I started with Literature Read-Alouds, but I didn't purposefully correlate our Lit to our History. After reading and having some experience under my belt, I've decided to keep our Literature separate from History, as I find there are many more living books authored that do not fit in particular time periods neatly. For read-alouds, I aim for literary quality and timelessness. In History, I aim for literary quality too, but to tell you the truth, I have to dig deeper to find the ones that pass my test.

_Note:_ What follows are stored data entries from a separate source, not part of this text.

//! The terms-and-conditions digest managers sign before registering.

use compete_crypto::personal_message_digest;
use compete_types::H256;

/// Fixed digest of the competition's terms and conditions.
pub const TERMS_AND_CONDITIONS: H256 = H256::new([
    0x1a, 0x46, 0xb4, 0x5c, 0xc8, 0x49, 0xe2, 0x6b, 0xb3, 0x15, 0x92, 0x98, 0xc3, 0xc2, 0x18, 0xef,
    0x30, 0x0d, 0x01, 0x5e, 0xd3, 0xe2, 0x34, 0x95, 0xe7, 0x7f, 0x0e, 0x52, 0x9c, 0xe9, 0xf6, 0x9e,
]);

/// The digest a manager's wallet signs when signing [`TERMS_AND_CONDITIONS`].
pub fn terms_signing_digest() -> H256 {
    personal_message_digest(&TERMS_AND_CONDITIONS)
}

#[cfg(test)]
mod tests {
    use super::*;
    use compete_crypto::recover_signer;
    use compete_types::{Address, SignatureParts};

    #[test]
    fn terms_constant_matches_published_hex() {
        assert_eq!(
            TERMS_AND_CONDITIONS.to_string(),
            "0x1a46b45cc849e26bb3159298c3c218ef300d015ed3e23495e77f0e529ce9f69e"
        );
    }

    #[test]
    fn signing_digest_is_prefixed() {
        assert_ne!(terms_signing_digest(), TERMS_AND_CONDITIONS);
        assert_eq!(terms_signing_digest(), terms_signing_digest());
    }

    #[test]
    fn recovers_wallet_signature_over_terms() {
        // eth_sign of the terms by key 0x4c0883a6...3f362318.
        assert_eq!(
            terms_signing_digest().to_string(),
            "0x1dd7608adca3c9b293a146af9e1c16a5a26d8c5e26131680315c5284c3047c80"
        );
        let signature = SignatureParts::new(
            27,
            H256::from_hex("0x3960bbd684ec6c5c69779aa5a57f4e415cc5ca7fccadf70b1e9064147f35327c")
                .unwrap(),
            H256::from_hex("0x2a9b1baa16722c769d7bb8d2f536c0d6b7b974c1d31dc5651c59bc687ede0e67")
                .unwrap(),
        );
        assert_eq!(
            recover_signer(&terms_signing_digest(), &signature),
            Some(Address::from_hex("0x2c7536e3605d9c16a7a3d7b1898e529396a65c23").unwrap())
        );
    }
}
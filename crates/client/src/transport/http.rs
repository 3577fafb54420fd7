//! reqwest-backed transport.

use super::{RawResponse, Transport, TransportError};
use crate::Result;
use hyper::ext::ReasonPhrase;
use reqwest::Url;
use reqwest::header::{ACCEPT, CONTENT_TYPE};

/// HTTP transport built on `reqwest`.
#[derive(Debug, Clone)]
pub struct HttpTransport {
    client: reqwest::Client,
}

impl HttpTransport {
    /// Create a transport with a fresh connection pool.
    pub fn new() -> Result<Self> {
        let client = reqwest::Client::builder()
            .user_agent(concat!("dailyquote/", env!("CARGO_PKG_VERSION")))
            .build()?;
        Ok(Self { client })
    }
}

/// The reason phrase the server sent, falling back to the canonical one.
///
/// hyper only records the phrase when it differs from the canonical text.
fn reason_phrase(response: &reqwest::Response) -> String {
    match response.extensions().get::<ReasonPhrase>() {
        Some(phrase) => String::from_utf8_lossy(phrase.as_bytes()).into_owned(),
        None => response
            .status()
            .canonical_reason()
            .unwrap_or_default()
            .to_string(),
    }
}

impl Transport for HttpTransport {
    async fn get(&self, url: &Url) -> std::result::Result<RawResponse, TransportError> {
        let response = self
            .client
            .get(url.clone())
            .header(CONTENT_TYPE, "application/json")
            .header(ACCEPT, "application/json")
            .send()
            .await
            .map_err(|e| TransportError::Connect(e.to_string()))?;

        let status = response.status();
        let status_text = reason_phrase(&response);

        // Error statuses are classified from the status line alone.
        let body = if status.is_success() {
            response
                .bytes()
                .await
                .map_err(|e| TransportError::Body(e.to_string()))?
                .to_vec()
        } else {
            Vec::new()
        };

        Ok(RawResponse {
            status: status.as_u16(),
            status_text,
            body,
        })
    }
}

We are studying Early Modern history (1600-1849). At first I was going to go with Story of the World (SOTW) with the Activity Guide, but then decided to try out History Odyssey (HO) Early Modern as it has a free trial (10 weeks' worth!). It uses SOTW 3 too, but schedules it differently. HO schedules by region and within that region, chronologically. I'm hoping this will keep Builder more focused and engaged, and make it easier for him to form connections. Maturity will undoubtedly play a role too, as the last time he did SOTW was when he was 7 (SOTW 2) and now he will be 9. We didn't have too much retention with SOTW 2 (I know we're just exposing at this stage, but I was hoping for some more), and he specifically stated at that time that he couldn't keep the people straight, and there was a lot of jumping from thing to thing. I'm sure to incorporate more repetition as well, and review through listening to the audio books in the car. We like Jim Weiss.

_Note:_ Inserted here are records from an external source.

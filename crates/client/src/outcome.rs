//! Request outcomes and the quote payload.

use serde::Deserialize;

const DEFAULT_MODEL: &str = "AI";

pub(crate) const TIMEOUT_MESSAGE: &str = "Request timed out. Please try again.";
pub(crate) const NETWORK_MESSAGE: &str =
    "Unable to connect to the server. Please check your internet connection.";
pub(crate) const PROTOCOL_MESSAGE: &str = "Invalid response from server";
pub(crate) const CANCELLED_MESSAGE: &str = "Request cancelled.";

/// A decoded quote.
#[derive(Debug, Clone, PartialEq, Eq)]
pub struct QuoteResult {
    pub quote: String,
    pub personalized: bool,
    pub model: String,
}

impl QuoteResult {
    /// Who the quote is for, as shown under the quote text.
    pub fn attribution(&self, name: &str) -> String {
        if self.personalized && !name.is_empty() {
            format!("Personalized for {name}")
        } else {
            "Daily inspiration".to_string()
        }
    }

    /// Which model produced the quote.
    pub fn powered_by(&self) -> String {
        format!("Powered by {}", self.model)
    }

    /// Decode a 2xx response body.
    ///
    /// Only `quote` is required. Returns `None` for anything that is not a
    /// JSON object carrying a non-empty string `quote`.
    pub(crate) fn from_body(body: &[u8]) -> Option<Self> {
        let wire: WireQuote = serde_json::from_slice(body).ok()?;
        let quote = wire.quote.filter(|q| !q.is_empty())?;
        let model = wire
            .model
            .filter(|m| !m.is_empty())
            .unwrap_or_else(|| DEFAULT_MODEL.to_string());

        Some(Self {
            quote,
            personalized: wire.personalized.unwrap_or(false),
            model,
        })
    }
}

#[derive(Debug, Deserialize)]
struct WireQuote {
    #[serde(default)]
    quote: Option<String>,
    #[serde(default)]
    personalized: Option<bool>,
    #[serde(default)]
    model: Option<String>,
}

/// Classification of a failed request.
#[derive(Debug, Clone, Copy, PartialEq, Eq, Hash)]
#[non_exhaustive]
pub enum ErrorKind {
    /// The deadline elapsed before the exchange finished.
    Timeout,
    /// No connection could be made, or it broke mid-exchange.
    NetworkError,
    /// The server answered with a non-2xx status.
    ServerError,
    /// A 2xx answer whose body was not a usable quote.
    ProtocolError,
    /// The caller abandoned the request.
    Cancelled,
}

impl std::fmt::Display for ErrorKind {
    fn fmt(&self, f: &mut std::fmt::Formatter<'_>) -> std::fmt::Result {
        let s = match self {
            Self::Timeout => "timeout",
            Self::NetworkError => "network_error",
            Self::ServerError => "server_error",
            Self::ProtocolError => "protocol_error",
            Self::Cancelled => "cancelled",
        };
        f.write_str(s)
    }
}

/// The terminal result of one request attempt.
#[derive(Debug, Clone, PartialEq, Eq)]
pub enum RequestOutcome {
    Success(QuoteResult),
    Failure { kind: ErrorKind, message: String },
}

impl RequestOutcome {
    pub(crate) fn failure(kind: ErrorKind, message: impl Into<String>) -> Self {
        Self::Failure {
            kind,
            message: message.into(),
        }
    }

    pub(crate) fn server_error(status: u16, status_text: &str) -> Self {
        let message = if status_text.is_empty() {
            format!("Server error: {status}")
        } else {
            format!("Server error: {status} {status_text}")
        };
        Self::failure(ErrorKind::ServerError, message)
    }

    pub fn is_success(&self) -> bool {
        matches!(self, Self::Success(_))
    }

    pub fn quote(&self) -> Option<&QuoteResult> {
        match self {
            Self::Success(quote) => Some(quote),
            Self::Failure { .. } => None,
        }
    }

    pub fn error_kind(&self) -> Option<ErrorKind> {
        match self {
            Self::Success(_) => None,
            Self::Failure { kind, .. } => Some(*kind),
        }
    }

    /// The user-visible failure message, if any.
    pub fn message(&self) -> Option<&str> {
        match self {
            Self::Success(_) => None,
            Self::Failure { message, .. } => Some(message),
        }
    }
}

I had prepared an American History year for this year, and while it has been a good year, Builder says he misses the coloring pages, but especially the map pages. I couldn't find anything truly compatible map-wise. I tried going the hands-on way, but it turns out both Builder and I prefer working through simple line drawn maps than 3D maps. Ballerina may be another story, so I'm keeping it in case she warms up to it. HO uses maps too, and I like the coloring pages I've seen so far. I think I'll be going with them for Modern Times as well, as it is sometimes a difficult period to get quality guides for from what I've seen.
Delving deeper into Charlotte Mason's readings, I will be sure to focus on tweaking HO to suit our narration style and watch closely that nothing turns into busywork. Builder is doing so well on his narrations, both in breadth and depth, that I would hate to put a wrench in this with requiring written narrations every time. So far he's been dictating and I've been typing. What I foresee doing is requiring one written narration a week, and for the first 12 weeks or so have him copy down half of his narration. For the next 12 weeks he can then proceed to narrate half of the story to me (while I type it up), then I print it out, and he writes out the last half. After this, he should get his confidence and be able to write one narration a week by the end of the year. In fifth, I want to requiring 2 written a week. I require narrations for History, Literature read-alouds, Literature reading, Natural Science, Composer Study, Picture Study, sometimes Poetry, and even Math rules very occasionally.
We should be plenty busy with HO and its requirements, but I will also add living books instead of/in addition to what HO requires. HO lists Children's History of the World (CHOW) as optional, but instead Builder will be reading Our Island Story by H.E. Marshall. We're adding colorful historical picture books, some biographies by Diane Stanley, one whimsical one about King Louis the XIV, another beautifully illustrated about tulips in the Golden Age in Holland.